EXERCISE: Return exactly the span of lines in the following data that opens with the line containing "for the engine." and closes with the line containing "its drive wheel's". Include nothing else.

☆ ☆ ☆ ☆

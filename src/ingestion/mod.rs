//! Upload admission and format readers.
//!
//! Most callers should use [`IngestionGate`] (from [`gate`]) which:
//!
//! - applies the [`AdmissionPolicy`] (presence, extension allow-list, size ceiling)
//! - buffers the payload and dispatches it by extension to [`text`] or [`excel`]
//! - optionally reports acceptances/rejections/alerts to a [`ValidationObserver`]
//!
//! Both readers implement [`source::TabularSource`] so the header check and the record loop are
//! shared.

pub mod excel;
pub mod gate;
pub mod observability;
pub mod source;
pub mod text;

pub use gate::{AdmissionPolicy, GateDecision, GateOptions, IngestionGate, UploadFormat};
pub use observability::{
    CompositeObserver, FileObserver, TracingObserver, ValidationContext, ValidationObserver,
    ValidationSeverity, ValidationStats,
};
pub use source::{SourceRow, TabularSource};
//! Notch-controlled Enigma motion, double-step anomaly included.

use super::{RotorSlot, check_slot_index, require_ring};
use crate::error::{CipherError, Result};
use crate::rotor::PositionBank;

/// Enigma-family motion over three moving wheels.
///
/// The fast wheel steps every symbol. A wheel at its turnover notch, read
/// from its ring track at the current dial position, steps its left
/// neighbor. The middle wheel additionally steps *itself* whenever it sits
/// at its own notch: the double-step anomaly, reproduced here as an
/// explicit branch rather than left to emerge from a generic carry rule.
///
/// Slots outside the three wheel positions (e.g. an M4 greek wheel) are
/// simply never moved by this gear.
#[derive(Debug, Clone)]
pub struct EnigmaGear {
    fast: usize,
    middle: usize,
    slow: usize,
}

impl EnigmaGear {
    /// Names the fast (entry-side), middle and slow wheel slots.
    #[must_use]
    pub fn new(fast: usize, middle: usize, slow: usize) -> Self {
        EnigmaGear { fast, middle, slow }
    }

    pub(super) fn validate(&self, slots: &[RotorSlot]) -> Result<()> {
        if self.fast == self.middle || self.middle == self.slow || self.fast == self.slow {
            return Err(CipherError::Configuration(
                "enigma wheel slots must be distinct".to_string(),
            ));
        }
        require_ring(slots, self.fast, "fast wheel")?;
        require_ring(slots, self.middle, "middle wheel")?;
        check_slot_index(slots, self.slow, "slow wheel")
    }

    pub(super) fn step(&self, slots: &[RotorSlot], bank: &mut PositionBank) {
        // Notches are sampled before anything moves: a wheel carries as it
        // leaves its turnover position.
        let fast_at_notch = slots[self.fast].at_notch(bank);
        let middle_at_notch = slots[self.middle].at_notch(bank);

        bank.advance(slots[self.fast].rotor().cell());
        if middle_at_notch {
            // Double-step anomaly: the middle wheel at its own notch moves
            // itself together with the slow wheel.
            bank.advance(slots[self.middle].rotor().cell());
            bank.advance(slots[self.slow].rotor().cell());
        } else if fast_at_notch {
            bank.advance(slots[self.middle].rotor().cell());
        }
    }
}
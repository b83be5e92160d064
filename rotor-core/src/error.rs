use thiserror::Error;

/// Errors surfaced by the rotor machine core.
///
/// Everything here is fatal at the point it occurs: configuration problems
/// abort construction, entropy failures abort a random draw. Runtime
/// stepping and per-symbol transforms never fail.
#[derive(Debug, Error)]
pub enum CipherError {
    /// A wiring image contained duplicate or out-of-range contacts.
    #[error("wiring image over {0} contacts is not a bijection")]
    NotBijective(usize),

    /// Two components that must share an alphabet size do not.
    #[error("size mismatch: expected {expected}, got {actual}")]
    SizeMismatch {
        /// The size required by the receiving component.
        expected: usize,
        /// The size actually supplied.
        actual: usize,
    },

    /// Ring data does not cover the rotor it is being bound to.
    #[error("ring data length {ring} does not match rotor size {rotor}")]
    RingLengthMismatch {
        /// Length of the supplied notch/pin track.
        ring: usize,
        /// Size of the rotor the ring was bound to.
        rotor: usize,
    },

    /// A gear or machine was built from an inconsistent slot layout.
    #[error("invalid configuration: {0}")]
    Configuration(String),

    /// The underlying entropy source failed mid-draw.
    #[error("random source failure: {0}")]
    RandomSource(String),

    /// Fixed-point-free involutions only exist over even alphabets.
    #[error("cannot build a fixed-point-free involution over {0} contacts")]
    OddInvolution(usize),

    /// A character is not part of the machine's alphabet.
    #[error("symbol '{0}' is not in the alphabet")]
    UnknownSymbol(char),
}

/// Convenience result type used throughout the crate.
pub type Result<T> = std::result::Result<T, CipherError>;
#![allow(dead_code)]
#![allow(unreachable_pub)]

use rotor_core::machine::RotorMachine;
use rotor_core::permutation::Permutation;
use rotor_core::rotor::{PositionBank, Rotor};
use rotor_core::stepping::{EnigmaGear, GearKind, RotorSlot, SteppingGear};

// Historical Enigma I wirings and turnover notches.
pub const ROTOR_I: &str = "EKMFLGDQVZNTOWYHXUSPAIBRCJ";
pub const ROTOR_II: &str = "AJDKSIRUXBLHWTMCQGZNPYFVOE";
pub const ROTOR_III: &str = "BDFHJLCPRTXVZNYEIWGAKMUSQO";
pub const ROTOR_IV: &str = "ESOVPZJAYQUIRHXLNFTGKDCMWB";
pub const ROTOR_V: &str = "VZBRGITYUPSDNHLXAWMJQOFECK";
pub const REFLECTOR_B: &str = "YRUHQSLDPXNGOKMIEBFZCWVJAT";

/// Turns an uppercase wiring specification into an image array.
pub fn wiring(spec: &str) -> Vec<usize> {
    spec.bytes().map(|b| usize::from(b - b'A')).collect()
}

pub fn perm(spec: &str) -> Permutation {
    Permutation::new_checked(&wiring(spec)).expect("historical wiring is a bijection")
}

/// A notch track with a mark at each given turnover letter.
pub fn notch_track(size: usize, notches: &[char]) -> Vec<u32> {
    let mut track = vec![0; size];
    for &notch in notches {
        track[(notch as u8 - b'A') as usize] = 1;
    }
    track
}

/// An affine bijection over `0..size`; `factor` must be coprime to `size`.
pub fn affine_perm(size: usize, factor: usize, shift: usize) -> Permutation {
    let image: Vec<usize> = (0..size).map(|i| (i * factor + shift) % size).collect();
    Permutation::new_checked(&image).expect("affine image with coprime factor is a bijection")
}

/// Enigma I with reflector B, rotors I (slow), II (middle), III (fast),
/// all rings and positions at A. Slot order: fast, middle, slow; the
/// stack enters at the fast wheel.
pub fn enigma_b_123() -> RotorMachine {
    let mut bank = PositionBank::new();
    let fast_cell = bank.add_cell(26);
    let middle_cell = bank.add_cell(26);
    let slow_cell = bank.add_cell(26);

    let slots = vec![
        RotorSlot::with_ring(
            "fast",
            Rotor::new(perm(ROTOR_III), fast_cell, false),
            notch_track(26, &['V']),
        )
        .expect("track covers the rotor"),
        RotorSlot::with_ring(
            "middle",
            Rotor::new(perm(ROTOR_II), middle_cell, false),
            notch_track(26, &['E']),
        )
        .expect("track covers the rotor"),
        RotorSlot::new("slow", Rotor::new(perm(ROTOR_I), slow_cell, false)),
    ];

    let gear = SteppingGear::new(bank, slots, GearKind::Enigma(EnigmaGear::new(0, 1, 2)))
        .expect("valid enigma layout");
    let mut machine = RotorMachine::new(gear, vec![0, 1, 2]).expect("valid stack");
    machine
        .set_reflector(perm(REFLECTOR_B))
        .expect("reflector B is an involution");
    machine
}

/// Encodes an uppercase letter to its symbol.
pub fn sym(c: char) -> usize {
    (c as u8 - b'A') as usize
}

/// Decodes a symbol sequence to uppercase letters.
pub fn letters(symbols: &[usize]) -> String {
    symbols
        .iter()
        .map(|&s| char::from(b'A' + u8::try_from(s).expect("symbol fits a letter")))
        .collect()
}
// File:    lib.rs
// Date:    2026-05-11
//
// Description: The main library crate for rotor-core, the cryptographic transform engine for rotor cipher machines.
//
// License:
// This project is licensed under the terms of the GNU AGPLv3 license.
// See the LICENSE.md file in the project root for full license information.

//! # Rotor Machine Core Library
//!
//! This library reproduces, to the symbol, the encryption behavior of
//! electromechanical rotor cipher machines: the permutation primitive, the
//! rotor and ring mechanical model, the per-family stepping gears (odometer,
//! Enigma with its double-step anomaly, SIGABA's driver/cipher/index banks,
//! KL7, Nema, SG39) and the machine transform pipeline that ties them
//! together.
//!
//! The crate owns only the transform engine. Configuration parsing,
//! persistence encoding, UI and transport layers are callers of this API.

/// Character/symbol mapping used at the machine boundary.
pub mod alphabet;
/// Wraparound counters for rotor and ring arithmetic.
pub mod counter;
/// Error taxonomy for the engine.
pub mod error;
/// The machine transform pipeline orchestrating rotors, reflector and gears.
pub mod machine;
/// Bijective wiring permutations and their construction helpers.
pub mod permutation;
/// Rotors, notch rings and the shared displacement bank.
pub mod rotor;
/// Stepping gears: the state machines that advance rotors between symbols.
pub mod stepping;

pub use error::{CipherError, Result};
//! Nema gear-train motion.

use super::{RotorSlot, check_slot_index, require_ring};
use crate::error::{CipherError, Result};
use crate::rotor::PositionBank;

/// Nema motion models a gear train rather than an electrical carry chain.
///
/// The red wheel turns on every symbol and carries one notch track per
/// drive/contact pair; a drive wheel turns when the red wheel's track for
/// its pair is active, and a contact wheel turns when its drive wheel's
/// own notch track is active. All gating is sensed before anything moves.
#[derive(Debug, Clone)]
pub struct NemaGear {
    red: usize,
    pairs: Vec<(usize, usize)>,
}

impl NemaGear {
    /// Names the red wheel slot and the (drive wheel, contact wheel)
    /// pairs it gates.
    #[must_use]
    pub fn new(red: usize, pairs: Vec<(usize, usize)>) -> Self {
        NemaGear { red, pairs }
    }

    pub(super) fn validate(&self, slots: &[RotorSlot]) -> Result<()> {
        if self.pairs.is_empty() {
            return Err(CipherError::Configuration(
                "nema gear has no drive/contact pairs".to_string(),
            ));
        }
        require_ring(slots, self.red, "red wheel")?;
        let red_size = slots[self.red].rotor().size();
        if self.pairs.len() > red_size {
            return Err(CipherError::Configuration(format!(
                "red wheel of size {red_size} cannot gate {} pairs",
                self.pairs.len()
            )));
        }
        for &(drive, contact) in &self.pairs {
            require_ring(slots, drive, "drive wheel")?;
            check_slot_index(slots, contact, "contact wheel")?;
        }
        Ok(())
    }

    pub(super) fn step(&self, slots: &[RotorSlot], bank: &mut PositionBank) {
        let red_ring = &slots[self.red];
        // The red wheel's track is read one position ahead per pair, so a
        // single wheel gates every drive wheel independently.
        let drive_go: Vec<bool> = (0..self.pairs.len())
            .map(|pair| {
                red_ring
                    .ring()
                    .is_some_and(|ring| ring.get_current_data(bank, pair) != 0)
            })
            .collect();
        let contact_go: Vec<bool> = self
            .pairs
            .iter()
            .map(|&(drive, _)| slots[drive].at_notch(bank))
            .collect();

        bank.advance(slots[self.red].rotor().cell());
        for (pair, &(drive, contact)) in self.pairs.iter().enumerate() {
            if drive_go[pair] {
                bank.advance(slots[drive].rotor().cell());
            }
            if contact_go[pair] {
                bank.advance(slots[contact].rotor().cell());
            }
        }
    }
}
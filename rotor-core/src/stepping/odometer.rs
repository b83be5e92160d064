//! Carry-chain motion, the mechanical counter analogue.

use super::{RotorSlot, check_slot_index};
use crate::error::{CipherError, Result};
use crate::rotor::PositionBank;

/// Plain odometer: the first slot in the chain is the fastest wheel and
/// advances every symbol; a wheel carries into the next only when it
/// completes a full revolution. No dependency on notch data.
#[derive(Debug, Clone)]
pub struct OdometerGear {
    chain: Vec<usize>,
}

impl OdometerGear {
    /// Builds the carry chain, fastest slot first.
    #[must_use]
    pub fn new(chain: Vec<usize>) -> Self {
        OdometerGear { chain }
    }

    pub(super) fn validate(&self, slots: &[RotorSlot]) -> Result<()> {
        if self.chain.is_empty() {
            return Err(CipherError::Configuration(
                "odometer chain is empty".to_string(),
            ));
        }
        for &index in &self.chain {
            check_slot_index(slots, index, "odometer")?;
        }
        Ok(())
    }

    pub(super) fn step(&self, slots: &[RotorSlot], bank: &mut PositionBank) {
        for &index in &self.chain {
            let cell = slots[index].rotor().cell();
            bank.advance(cell);
            if bank.get(cell) != 0 {
                break;
            }
        }
    }
}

☆ ☆ ☆ ☆

SOLUTION TO THIS PROBLEM:
/// Error taxonomy for the engine.
pub mod error;
/// The machine transform pipeline orchestrating rotors, reflector and gears.
pub mod machine;
/// Bijective wiring permutations and their construction helpers.
pub mod permutation;
/// Rotors, notch rings and the shared displacement bank.
pub mod rotor;
/// Stepping gears: the state machines that advance rotors between symbols.
pub mod stepping;

pub use error::{CipherError, Result};
//! Nema gear-train motion.

use super::{RotorSlot, check_slot_index, require_ring};
use crate::error::{CipherError, Result};
use crate::rotor::PositionBank;

/// Nema motion models a gear train rather than an electrical carry chain.
///
/// The red wheel turns on every symbol and carries one notch track per
/// drive/contact pair; a drive wheel turns when the red wheel's track for
/// its pair is active, and a contact wheel turns when its drive wheel's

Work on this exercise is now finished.